Minister Tito Mboweni took to the stage for the much-anticipated 2021 budget speech and his sombre tone was noticeable. The ongoing COVID-19 pandemic, and the subsequent turmoil the world economy was plunged into, has meant this was arguably the most important (and most difficult) budget speech post-democracy.
What we really needed to see were realistic, tangible goals being communicated in this budget in order to provide ordinary South Africans with any notable optimism for the year ahead. We think this has broadly been achieved but actions speak louder than words, so we are keen to see meaningful progress in attaining these goals over the coming year.
How does this year’s budget affect you?
South Africa will experience the largest tax shortfall on record as government revenue is expected to be only R1.21 trillion in the 2020/2021 tax year. This is R213 billion less than that what was recorded in the previous year. It’s expected that 2021/2022 will see this figure come in around R1.37 trillion.
On top of everyone’s budget wish list was no material increases in tax. South Africans can breathe a collective sigh of relief here as capital gains tax, value added tax, taxes applicable to trusts, donations, death, and transfer duties remained at current levels.

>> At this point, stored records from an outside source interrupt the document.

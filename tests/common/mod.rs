#![allow(dead_code)]

pub mod fixtures {
    use brrtroutes::handler::{handler_fn, Handler, HandlerRequest, HandlerResponse};
    use brrtroutes::security::{authorizer_fn, Authorizer, SecurityRequest};
    use brrtroutes::spec::{parse_api, ApiDescription};
    use brrtroutes::RouteDescriptor;
    use http::Method;
    use serde_json::json;

    /// Base directory the in-memory fixtures pretend to live in.
    pub const BASEDIR: &str = "/srv/petstore";

    pub const PETSTORE_YAML: &str = r#"swagger: "2.0"
info:
  title: Pet Store
  version: "1.0.0"
basePath: /v1
consumes: [application/json]
produces: [application/json]
security:
  - api_key: []
securityDefinitions:
  api_key:
    type: apiKey
    name: X-API-Key
    in: header
  oauth2:
    type: oauth2
    flow: implicit
    authorizationUrl: https://auth.example.com/authorize
    scopes:
      write: modify pets
      read: read pets
paths:
  /pets:
    parameters:
      - { in: query, name: x }
      - { in: query, name: limit, type: integer }
    get:
      operationId: list_pets
      description: List every pet
      x-handler: handlers/pets
      parameters:
        - { in: query, name: x, type: integer }
    post:
      operationId: add_pet
      x-handler: handlers/pets
      security:
        - oauth2: [write]
      parameters:
        - in: body
          name: pet
          required: true
          schema:
            type: object
            required: [name]
            properties:
              name: { type: string }
    delete:
      operationId: clear_pets
      x-handler: handlers/pets
  /pets/{id}:
    security: []
    parameters:
      - { in: path, name: id, type: integer, required: true }
    get:
      operationId: get_pet
    put:
      operationId: update_pet
      x-handler: handlers/missing
"#;

    #[must_use]
    pub fn petstore() -> ApiDescription {
        parse_api(PETSTORE_YAML, true).unwrap()
    }

    /// Handler answering `{"fn": name}`.
    #[must_use]
    pub fn marker(name: &'static str) -> Handler {
        handler_fn(move |_req| HandlerResponse::json(200, json!({ "fn": name })))
    }

    /// Authorizer that always answers `verdict`.
    #[must_use]
    pub fn fixed_authorizer(verdict: bool) -> Authorizer {
        authorizer_fn(move |_: &str, _: &[String], _: &SecurityRequest<'_>| verdict)
    }

    /// Name reported by a [`marker`] handler behind `route`.
    #[must_use]
    pub fn handler_name(route: &RouteDescriptor) -> String {
        let resp = route.handle(HandlerRequest::new(route.method.clone(), route.path.clone()));
        resp.body["fn"].as_str().unwrap_or_default().to_string()
    }

    #[must_use]
    pub fn find<'a>(routes: &'a [RouteDescriptor], method: Method, path: &str) -> &'a RouteDescriptor {
        routes
            .iter()
            .find(|r| r.method == method && r.path == path)
            .unwrap_or_else(|| panic!("no route for {method} {path}"))
    }
}

pub mod module_tree {
    use std::path::{Path, PathBuf};

    /// Write `content` at `root/relative`, creating parent directories.
    pub fn write(root: &Path, relative: &str, content: &str) -> PathBuf {
        let path = root.join(relative);
        if let Some(parent) = path.parent() {
            std::fs::create_dir_all(parent).unwrap();
        }
        std::fs::write(&path, content).unwrap();
        path
    }
}
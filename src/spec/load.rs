use super::types::ApiDescription;
use anyhow::Context;
use serde_json::Value;
use std::path::Path;

/// Build an [`ApiDescription`] from an already parsed JSON value.
///
/// Keys the model does not know (`swagger`, `info`, `trace` operations,
/// `$ref` path items) are ignored.
pub fn load_api_from_value(value: Value) -> anyhow::Result<ApiDescription> {
    let api: ApiDescription =
        serde_json::from_value(value).context("Invalid API description")?;
    Ok(api)
}

/// Parse an API description from a string. YAML is a superset of JSON, so
/// `yaml = true` accepts both.
pub fn parse_api(content: &str, yaml: bool) -> anyhow::Result<ApiDescription> {
    let value: Value = if yaml {
        serde_yaml::from_str(content).context("Failed to parse YAML API description")?
    } else {
        serde_json::from_str(content).context("Failed to parse JSON API description")?
    };
    load_api_from_value(value)
}

/// Load an API description from a `.yaml`, `.yml` or `.json` file.
pub fn load_api(file_path: impl AsRef<Path>) -> anyhow::Result<ApiDescription> {
    let file_path = file_path.as_ref();
    let content = std::fs::read_to_string(file_path)
        .with_context(|| format!("Failed to read {}", file_path.display()))?;
    let yaml = matches!(
        file_path.extension().and_then(|e| e.to_str()),
        Some("yaml") | Some("yml")
    );
    parse_api(&content, yaml).with_context(|| format!("Failed to load {}", file_path.display()))
}
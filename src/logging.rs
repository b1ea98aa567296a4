//! Structured logging setup.
//!
//! The library only emits `tracing` events; binaries call [`init_logging`]
//! once. Output goes to stderr so that command output on stdout stays
//! machine-readable.
//!
//! | Variable | Default | Meaning |
//! |----------|---------|---------|
//! | `BRRTR_LOG_LEVEL` | `info` | trace/debug/info/warn/error |
//! | `BRRTR_LOG_FORMAT` | `json` | `json` or `pretty` |
//! | `BRRTR_LOG_TARGETS` | unset | extra comma-separated filter directives |
//! | `BRRTR_LOG_INCLUDE_LOCATION` | `false` | add file and line to events |
//!
//! `RUST_LOG`, when set, replaces the level.

use anyhow::{Context, Result};
use std::env;
use tracing::Level;
use tracing_subscriber::layer::SubscriberExt;
use tracing_subscriber::util::SubscriberInitExt;
use tracing_subscriber::{EnvFilter, Layer};

/// Log format: JSON for machines, pretty-print for people
#[derive(Debug, Clone, Copy, PartialEq, Eq)]
pub enum LogFormat {
    Json,
    Pretty,
}

impl LogFormat {
    #[must_use]
    pub fn parse(s: &str) -> Self {
        match s.to_lowercase().as_str() {
            "pretty" => LogFormat::Pretty,
            _ => LogFormat::Json,
        }
    }
}

#[derive(Debug, Clone, PartialEq, Eq)]
pub struct LogConfig {
    /// Log level: trace/debug/info/warn/error
    pub log_level: String,
    pub format: LogFormat,
    /// Extra filter directives (comma-separated), e.g. `brrtroutes::compile=debug`
    pub target_filter: Option<String>,
    /// Include file:line location
    pub include_location: bool,
}

impl Default for LogConfig {
    fn default() -> Self {
        LogConfig {
            log_level: "info".to_string(),
            format: LogFormat::Json,
            target_filter: None,
            include_location: false,
        }
    }
}

impl LogConfig {
    /// Parse configuration from environment variables with defaults
    #[must_use]
    pub fn from_env() -> Self {
        Self::from_lookup(|key| env::var(key).ok())
    }

    #[must_use]
    pub fn from_lookup(lookup: impl Fn(&str) -> Option<String>) -> Self {
        let defaults = Self::default();
        Self {
            log_level: lookup("BRRTR_LOG_LEVEL").unwrap_or(defaults.log_level),
            format: lookup("BRRTR_LOG_FORMAT")
                .map_or(defaults.format, |f| LogFormat::parse(&f)),
            target_filter: lookup("BRRTR_LOG_TARGETS"),
            include_location: lookup("BRRTR_LOG_INCLUDE_LOCATION")
                .and_then(|v| v.parse().ok())
                .unwrap_or(defaults.include_location),
        }
    }

    /// Override the level, e.g. from a `--verbose` flag.
    #[must_use]
    pub fn with_level(mut self, level: impl Into<String>) -> Self {
        self.log_level = level.into();
        self
    }

    fn level(&self) -> Level {
        match self.log_level.to_lowercase().as_str() {
            "trace" => Level::TRACE,
            "debug" => Level::DEBUG,
            "warn" => Level::WARN,
            "error" => Level::ERROR,
            _ => Level::INFO,
        }
    }

    fn env_filter(&self) -> EnvFilter {
        let mut filter =
            EnvFilter::try_from_default_env().unwrap_or_else(|_| EnvFilter::new(self.level().as_str()));
        if let Some(targets) = &self.target_filter {
            for directive in targets.split(',').map(str::trim).filter(|d| !d.is_empty()) {
                match directive.parse() {
                    Ok(d) => filter = filter.add_directive(d),
                    Err(_) => eprintln!("Warning: Invalid log filter directive: {directive}"),
                }
            }
        }
        filter
    }
}

/// Install the global subscriber.
///
/// # Errors
///
/// Fails if a global subscriber is already installed.
pub fn init_logging(config: &LogConfig) -> Result<()> {
    let fmt_layer = match config.format {
        LogFormat::Json => tracing_subscriber::fmt::layer()
            .json()
            .with_current_span(true)
            .with_target(true)
            .with_file(config.include_location)
            .with_line_number(config.include_location)
            .with_writer(std::io::stderr)
            .boxed(),
        LogFormat::Pretty => tracing_subscriber::fmt::layer()
            .pretty()
            .with_target(true)
            .with_file(config.include_location)
            .with_line_number(config.include_location)
            .with_writer(std::io::stderr)
            .boxed(),
    };

    tracing_subscriber::registry()
        .with(config.env_filter())
        .with(fmt_layer)
        .try_init()
        .context("Failed to initialize logging")
}
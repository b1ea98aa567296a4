//! Parameter validators handed to compiled routes.
//!
//! The route compiler merges path-level and operation-level parameters into a
//! [`ParameterMap`] and asks a [`ValidatorFactory`] for an ordered list of
//! [`ParameterValidator`]s. The stock factory, [`SchemaValidatorFactory`],
//! compiles each parameter's schema with `jsonschema`.
//!
//! Raw request values arrive as strings for every location except `body`.
//! Validation coerces them to the declared `type` first, so `?limit=10`
//! satisfies `type: integer` and is handed on as the number `10`.

use crate::compile::RouteDraft;
use crate::spec::{Parameter, ParameterLocation};
use indexmap::IndexMap;
use serde::Serialize;
use serde_json::{Map, Number, Value};
use std::sync::Arc;
use tracing::warn;

/// One problem found while checking a description or a request.
#[derive(Debug, Clone, PartialEq, Eq, Serialize)]
pub struct ValidationIssue {
    pub location: String,
    pub kind: String,
    pub message: String,
}

impl ValidationIssue {
    pub fn new(
        location: impl Into<String>,
        kind: impl Into<String>,
        message: impl Into<String>,
    ) -> Self {
        ValidationIssue {
            location: location.into(),
            kind: kind.into(),
            message: message.into(),
        }
    }
}

impl std::fmt::Display for ValidationIssue {
    fn fmt(&self, f: &mut std::fmt::Formatter<'_>) -> std::fmt::Result {
        write!(f, "[{}] {}: {}", self.kind, self.location, self.message)
    }
}

/// Print issues to stderr in the `check` command's format.
pub fn print_issues(issues: &[ValidationIssue]) {
    eprintln!("\n❌ API description check failed. {} issue(s) found:\n", issues.len());
    for issue in issues {
        eprintln!("{issue}");
    }
    eprintln!();
}

/// Merge key for parameters: (location, name).
pub type ParameterKey = (ParameterLocation, String);

/// Merged parameters of one route, in merge order.
pub type ParameterMap = IndexMap<ParameterKey, Parameter>;

/// A compiled check over a single, already coerced value.
pub type ValueCheck = Arc<dyn Fn(&Value) -> Result<(), String> + Send + Sync>;

/// Validator for one declared parameter.
#[derive(Clone)]
pub struct ParameterValidator {
    pub parameter: Parameter,
    check: Option<ValueCheck>,
}

impl ParameterValidator {
    /// Validator that only enforces `required` and `default`.
    #[must_use]
    pub fn presence(parameter: Parameter) -> Self {
        ParameterValidator {
            parameter,
            check: None,
        }
    }

    #[must_use]
    pub fn with_check(parameter: Parameter, check: ValueCheck) -> Self {
        ParameterValidator {
            parameter,
            check: Some(check),
        }
    }

    /// Whether a value check is attached beyond presence.
    #[must_use]
    pub fn has_check(&self) -> bool {
        self.check.is_some()
    }

    /// Validate a raw request value.
    ///
    /// Returns the coerced value, the declared default when the value is
    /// absent, or `None` for an absent optional parameter.
    ///
    /// # Errors
    ///
    /// `MissingParameter` for an absent required parameter without default,
    /// `InvalidParameter` when the value fails the check.
    pub fn validate(&self, value: Option<&Value>) -> Result<Option<Value>, ValidationIssue> {
        let Some(value) = value else {
            if let Some(default) = &self.parameter.default {
                return Ok(Some(default.clone()));
            }
            if self.parameter.required {
                return Err(ValidationIssue::new(
                    self.parameter.label(),
                    "MissingParameter",
                    format!("required parameter `{}` is missing", self.parameter.name),
                ));
            }
            return Ok(None);
        };

        let value = if self.parameter.location == ParameterLocation::Body {
            value.clone()
        } else {
            coerce(&self.parameter, value)
        };

        if let Some(check) = &self.check {
            check(&value).map_err(|message| {
                ValidationIssue::new(self.parameter.label(), "InvalidParameter", message)
            })?;
        }
        Ok(Some(value))
    }
}

impl std::fmt::Debug for ParameterValidator {
    fn fmt(&self, f: &mut std::fmt::Formatter<'_>) -> std::fmt::Result {
        f.debug_struct("ParameterValidator")
            .field("parameter", &self.parameter.label())
            .field("check", &self.check.is_some())
            .finish()
    }
}

/// Validators compare by the parameter they were built for.
impl PartialEq for ParameterValidator {
    fn eq(&self, other: &Self) -> bool {
        self.parameter == other.parameter
    }
}

/// The validator aggregator consulted for every route.
pub trait ValidatorFactory {
    fn make_all(&self, parameters: &ParameterMap, route: &RouteDraft) -> Vec<ParameterValidator>;
}

impl<F> ValidatorFactory for F
where
    F: Fn(&ParameterMap, &RouteDraft) -> Vec<ParameterValidator>,
{
    fn make_all(&self, parameters: &ParameterMap, route: &RouteDraft) -> Vec<ParameterValidator> {
        self(parameters, route)
    }
}

/// Factory compiling parameter schemas with `jsonschema`.
#[derive(Debug, Clone, Copy, Default)]
pub struct SchemaValidatorFactory;

/// Inline keywords carried over from a non-body parameter into its schema.
const SCHEMA_KEYWORDS: [&str; 11] = [
    "maximum",
    "minimum",
    "exclusiveMaximum",
    "exclusiveMinimum",
    "maxLength",
    "minLength",
    "pattern",
    "maxItems",
    "minItems",
    "uniqueItems",
    "multipleOf",
];

/// JSON Schema for a parameter, or `None` when nothing beyond presence can
/// be checked.
#[must_use]
pub fn parameter_schema(parameter: &Parameter) -> Option<Value> {
    if parameter.location == ParameterLocation::Body {
        return parameter.schema.clone();
    }

    let kind = parameter.kind.as_deref();
    if kind == Some("file") {
        return None;
    }

    let mut schema = Map::new();
    if let Some(kind) = kind {
        schema.insert("type".into(), Value::String(kind.to_string()));
    }
    if let Some(items) = &parameter.items {
        schema.insert("items".into(), items.clone());
    }
    if let Some(allowed) = &parameter.allowed {
        schema.insert("enum".into(), Value::Array(allowed.clone()));
    }
    for keyword in SCHEMA_KEYWORDS {
        if let Some(v) = parameter.constraints.get(keyword) {
            schema.insert(keyword.to_string(), v.clone());
        }
    }
    exclusive_bound(&mut schema, "exclusiveMaximum", "maximum");
    exclusive_bound(&mut schema, "exclusiveMinimum", "minimum");

    (!schema.is_empty()).then_some(Value::Object(schema))
}

/// Swagger 2 spells exclusive bounds as a boolean next to the bound.
fn exclusive_bound(schema: &mut Map<String, Value>, exclusive: &str, bound: &str) {
    match schema.get(exclusive) {
        Some(Value::Bool(true)) => {
            if let Some(limit) = schema.remove(bound) {
                schema.insert(exclusive.to_string(), limit);
            } else {
                schema.remove(exclusive);
            }
        }
        Some(Value::Bool(false)) => {
            schema.remove(exclusive);
        }
        _ => {}
    }
}

impl ValidatorFactory for SchemaValidatorFactory {
    fn make_all(&self, parameters: &ParameterMap, route: &RouteDraft) -> Vec<ParameterValidator> {
        parameters
            .values()
            .map(|parameter| {
                let Some(schema) = parameter_schema(parameter) else {
                    return ParameterValidator::presence(parameter.clone());
                };
                match jsonschema::validator_for(&schema) {
                    Ok(compiled) => {
                        let check: ValueCheck = Arc::new(move |value: &Value| {
                            let errors: Vec<String> =
                                compiled.iter_errors(value).map(|e| e.to_string()).collect();
                            if errors.is_empty() {
                                Ok(())
                            } else {
                                Err(errors.join("; "))
                            }
                        });
                        ParameterValidator::with_check(parameter.clone(), check)
                    }
                    Err(e) => {
                        warn!(
                            path = %route.path,
                            method = %route.method,
                            parameter = %parameter.label(),
                            error = %e,
                            "Parameter schema does not compile; checking presence only"
                        );
                        ParameterValidator::presence(parameter.clone())
                    }
                }
            })
            .collect()
    }
}

fn separator(collection_format: Option<&str>) -> char {
    match collection_format {
        Some("ssv") => ' ',
        Some("tsv") => '\t',
        Some("pipes") => '|',
        _ => ',',
    }
}

fn coerce_scalar(kind: Option<&str>, raw: &str) -> Value {
    let parsed = match kind {
        Some("integer") => raw.parse::<i64>().ok().map(Value::from),
        Some("number") => raw
            .parse::<f64>()
            .ok()
            .and_then(Number::from_f64)
            .map(Value::Number),
        Some("boolean") => match raw {
            "true" => Some(Value::Bool(true)),
            "false" => Some(Value::Bool(false)),
            _ => None,
        },
        _ => None,
    };
    parsed.unwrap_or_else(|| Value::String(raw.to_string()))
}

/// Convert a raw string to the parameter's declared type. Values that do
/// not parse are left as strings for the schema check to reject.
fn coerce(parameter: &Parameter, value: &Value) -> Value {
    let Value::String(raw) = value else {
        return value.clone();
    };
    match parameter.kind.as_deref() {
        Some("array") => {
            let item_kind = parameter
                .items
                .as_ref()
                .and_then(|items| items.get("type"))
                .and_then(Value::as_str);
            let sep = separator(parameter.collection_format.as_deref());
            Value::Array(
                raw.split(sep)
                    .map(|item| coerce_scalar(item_kind, item))
                    .collect(),
            )
        }
        kind => coerce_scalar(kind, raw),
    }
}
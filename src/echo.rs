use crate::handler::{handler_fn, params_to_json, Handler, HandlerRequest, HandlerResponse};

/// Default handler used by the CLI: echoes back what it was given.
#[must_use]
pub fn echo_handler(req: HandlerRequest) -> HandlerResponse {
    HandlerResponse::json(
        200,
        serde_json::json!({
            "handler": req.route_name,
            "method": req.method.to_string(),
            "path": req.path,
            "params": params_to_json(&req.path_params),
            "query": params_to_json(&req.query_params),
            "body": req.body,
        }),
    )
}

#[must_use]
pub fn echo() -> Handler {
    handler_fn(echo_handler)
}
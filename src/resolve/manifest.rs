use super::{module_candidates, Module, ModuleLoader, ModuleProbe};
use crate::error::LoadError;
use crate::handler::{Handler, HandlerRequest, HandlerResponse, RequestHandler};
use crate::security::{Authorizer, PolicyManifest};
use indexmap::IndexMap;
use serde::de::DeserializeOwned;
use serde::Deserialize;
use serde_json::Value;
use std::collections::HashMap;
use std::path::{Path, PathBuf};
use std::sync::{Arc, OnceLock, PoisonError, RwLock};
use std::time::SystemTime;
use tracing::debug;

/// Filesystem [`ModuleProbe`]: a module exists when one of its candidate
/// paths is a regular file.
#[derive(Debug, Clone, Copy, Default)]
pub struct FsProbe;

impl ModuleProbe for FsProbe {
    fn exists(&self, path: &Path) -> bool {
        module_candidates(path).iter().any(|p| p.is_file())
    }
}

/// Loads declarative module files (`.yaml`, `.yml`, `.json`) from disk.
///
/// Handler manifests describe canned responses, either one response for
/// every verb:
///
/// ```yaml
/// status: 200
/// body: { ok: true }
/// ```
///
/// or one response per verb:
///
/// ```yaml
/// get:  { status: 200, body: [] }
/// post: { status: 201, body: { id: 1 } }
/// ```
///
/// Authorizer manifests describe a [`PolicyManifest`].
///
/// Parsed modules are cached for the life of the process, keyed by file
/// path. An edited file (new modification time or size) is parsed again.
#[derive(Debug, Clone, Copy, Default)]
pub struct ManifestLoader;

/// A fixed response served by a mock handler.
#[derive(Debug, Clone, PartialEq, Deserialize)]
#[serde(deny_unknown_fields)]
pub struct CannedResponse {
    pub status: u16,
    #[serde(default)]
    pub headers: IndexMap<String, String>,
    #[serde(default)]
    pub body: Value,
}

#[derive(Debug, Deserialize)]
#[serde(untagged)]
enum HandlerManifest {
    Response(CannedResponse),
    Exports(IndexMap<String, CannedResponse>),
}

/// Handler that always answers with the same response.
#[derive(Debug, Clone)]
pub struct MockHandler {
    response: CannedResponse,
}

impl MockHandler {
    #[must_use]
    pub fn new(response: CannedResponse) -> Self {
        MockHandler { response }
    }
}

impl RequestHandler for MockHandler {
    fn handle(&self, _req: HandlerRequest) -> HandlerResponse {
        let mut resp = HandlerResponse::json(self.response.status, self.response.body.clone());
        for (name, value) in &self.response.headers {
            resp.set_header(name, value.clone());
        }
        resp
    }
}

/// Identifies one version of a module file.
type Stamp = (Option<SystemTime>, u64);

/// Loaded modules keyed by file path.
///
/// A file is parsed once per version, so loading the same module twice
/// yields the same handler or authorizer values.
struct ModuleCache<T> {
    entries: RwLock<HashMap<PathBuf, (Stamp, Module<T>)>>,
}

impl<T: Clone> ModuleCache<T> {
    fn new() -> Self {
        ModuleCache {
            entries: RwLock::new(HashMap::new()),
        }
    }

    fn get_or_load(
        &self,
        path: &Path,
        build: impl FnOnce(&Path) -> Result<Module<T>, LoadError>,
    ) -> Result<Module<T>, LoadError> {
        let file = locate(path)?;
        let stamp = stamp(&file);

        {
            let entries = self.entries.read().unwrap_or_else(PoisonError::into_inner);
            if let Some((cached, module)) = entries.get(&file) {
                if *cached == stamp {
                    return Ok(module.clone());
                }
            }
        }

        let module = build(&file)?;
        let mut entries = self.entries.write().unwrap_or_else(PoisonError::into_inner);
        // another thread may have loaded the same version meanwhile
        if let Some((cached, existing)) = entries.get(&file) {
            if *cached == stamp {
                return Ok(existing.clone());
            }
        }
        entries.insert(file.clone(), (stamp, module.clone()));
        debug!(file = %file.display(), cached = entries.len(), "Loaded module");
        Ok(module)
    }
}

fn handler_cache() -> &'static ModuleCache<Handler> {
    static CACHE: OnceLock<ModuleCache<Handler>> = OnceLock::new();
    CACHE.get_or_init(ModuleCache::new)
}

fn authorizer_cache() -> &'static ModuleCache<Authorizer> {
    static CACHE: OnceLock<ModuleCache<Authorizer>> = OnceLock::new();
    CACHE.get_or_init(ModuleCache::new)
}

fn locate(path: &Path) -> Result<PathBuf, LoadError> {
    module_candidates(path)
        .into_iter()
        .find(|p| p.is_file())
        .ok_or_else(|| LoadError::NotFound(path.to_path_buf()))
}

fn stamp(file: &Path) -> Stamp {
    match std::fs::metadata(file) {
        Ok(meta) => (meta.modified().ok(), meta.len()),
        Err(_) => (None, 0),
    }
}

fn read_manifest<M: DeserializeOwned>(file: &Path) -> Result<M, LoadError> {
    let content = std::fs::read_to_string(file).map_err(|source| LoadError::Io {
        path: file.to_path_buf(),
        source,
    })?;

    let is_json = file.extension().and_then(|e| e.to_str()) == Some("json");
    let parsed = if is_json {
        serde_json::from_str(&content).map_err(|e| e.to_string())
    } else {
        serde_yaml::from_str(&content).map_err(|e| e.to_string())
    };

    parsed.map_err(|message| LoadError::Malformed {
        path: file.to_path_buf(),
        message,
    })
}

impl ModuleLoader<Handler> for ManifestLoader {
    fn load(&self, path: &Path) -> Result<Module<Handler>, LoadError> {
        handler_cache().get_or_load(path, |file| {
            let to_handler = |r: CannedResponse| -> Handler { Arc::new(MockHandler::new(r)) };
            Ok(match read_manifest::<HandlerManifest>(file)? {
                HandlerManifest::Response(r) => Module::Callable(to_handler(r)),
                HandlerManifest::Exports(map) => {
                    Module::exports(map.into_iter().map(|(verb, r)| (verb, to_handler(r))))
                }
            })
        })
    }
}

impl ModuleLoader<Authorizer> for ManifestLoader {
    fn load(&self, path: &Path) -> Result<Module<Authorizer>, LoadError> {
        authorizer_cache().get_or_load(path, |file| {
            let manifest = read_manifest::<PolicyManifest>(file)?;
            Ok(Module::Callable(manifest.into_authorizer()))
        })
    }
}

Increases were strictly reserved for excise duties on alcohol and cigarettes as well as increased fuel levies.
Tax relief granted
Furthermore, some much needed tax relief (to our surprise) has been granted as personal income tax brackets will be increased by 5%, which is more than inflation. This will provide R2.2 billion in tax relief. It will put an extra R756 in your pocket after 1 March 2021, provided you earn above the current tax earnings threshold of R87,300.
Personal Income Tax
|Yearly Taxable Income||Rate of Tax|
|1 – 216 200||18% of taxable income|
|R216 201 – R337 800||R38 916 + 26% of taxable income above R216 200|
|R337 801 – R467 500||R70 532 + 31% of taxable income above R337 800|
|R467 501 – R613 600||R110 739 + 36% of taxable income above R467 500|
|R613 601 – R782 200||R163 335 + 39% of taxable income above R613 600|
|R782 201 – R1 656 600||R229 089 + 41% of taxable income above R782 200|
|R1 656 601 and above||R587 593 + 45% of taxable income above R1 656 600|
Savings and retirement
Overall, despite the increases in tax on alcohol and tobacco products, we are of the opinion that these tax adjustments shows that government understands some of the pressure that the average South African has been under since COVID-19 hit our shores. In our view, the general public should be happy about this.
Impact of COVID-19 on the budget
Treasury will allocate more than R10 billion for the purchase and delivery of the COVID-19 vaccine over the next two years. Of the R10.3 billion, R2.4 billion will be allocated to the provincial department of health to combat COVID-19. Furthermore, there will be an increase in contingency reserves, from R5 billion to R12 billion to make provisions for further purchases of the vaccines and to provide for any other emergencies.
Much has been said regarding South Africa’s debt position, and stabilising runaway debt has to be one of government’s main priorities in the medium to long-term. Debt to GDP is estimated to grow to 81.9% of GDP by 2022 from 80.3% in 2021 and is then expected to stabilise at 88.9% of GDP in 2025/2026.
These are truly sobering figures. However, increased revenue collection and economic activity in the last quarter of 2020 has provided South Africa with a slight glimmer of hope. This has culminated in the debt to GDP estimates being revised downward from last year’s MTBPS which stood at 85.6% of GDP. With growth expectations set to increase as more of the economy opens up and vaccines roll out, there is renewed (albeit very tentative) hope that the economy may be slowly starting to move in the right direction.
Funding the fight against corruption
A particular strong point of anger and frustration amongst South African citizens is the constant accusations regarding rampant looting of state funds. It was therefore encouraging to hear that the Department of Justice and Constitutional Development has been allocated R1.8 billion to improve its business processes. This allocation will support law enforcement agents in the fight against crime and corruption. These are encouraging words but whether this translates into action in the form of high-profile arrests remains to be seen as important court cases reach their conclusions around South Africa. A less corrupt country makes for a more efficient, trustworthy economy. This can only aid growth in the medium to long-term.
Overall, the budget speech was mainly what was to be expected with very few surprises thrown in. The 5% upward adjustment in personal income taxes was a welcome relief in order to support an economy that is severely under pressure. Excise duties on alcohol and tobacco also came as no surprise due to the negative publicity surrounding the use of these products during a pandemic. There was no mention of the public sector wage freeze (again this was probably to be expected due to the ongoing court case between unions and the government) and also perhaps not enough was said regarding the state of state-owned enterprises (SOEs) in South Africa and whether government bailouts will continue to take place with such alarming regularity. The right noises are being made regarding investment into infrastructure and public services. This is an important part of trying to reinvigorate growth in South Africa. The ball is now firmly in government’s court to ensure these words translate into action and that tangible progress happens sooner rather than later in order to save our floundering economy.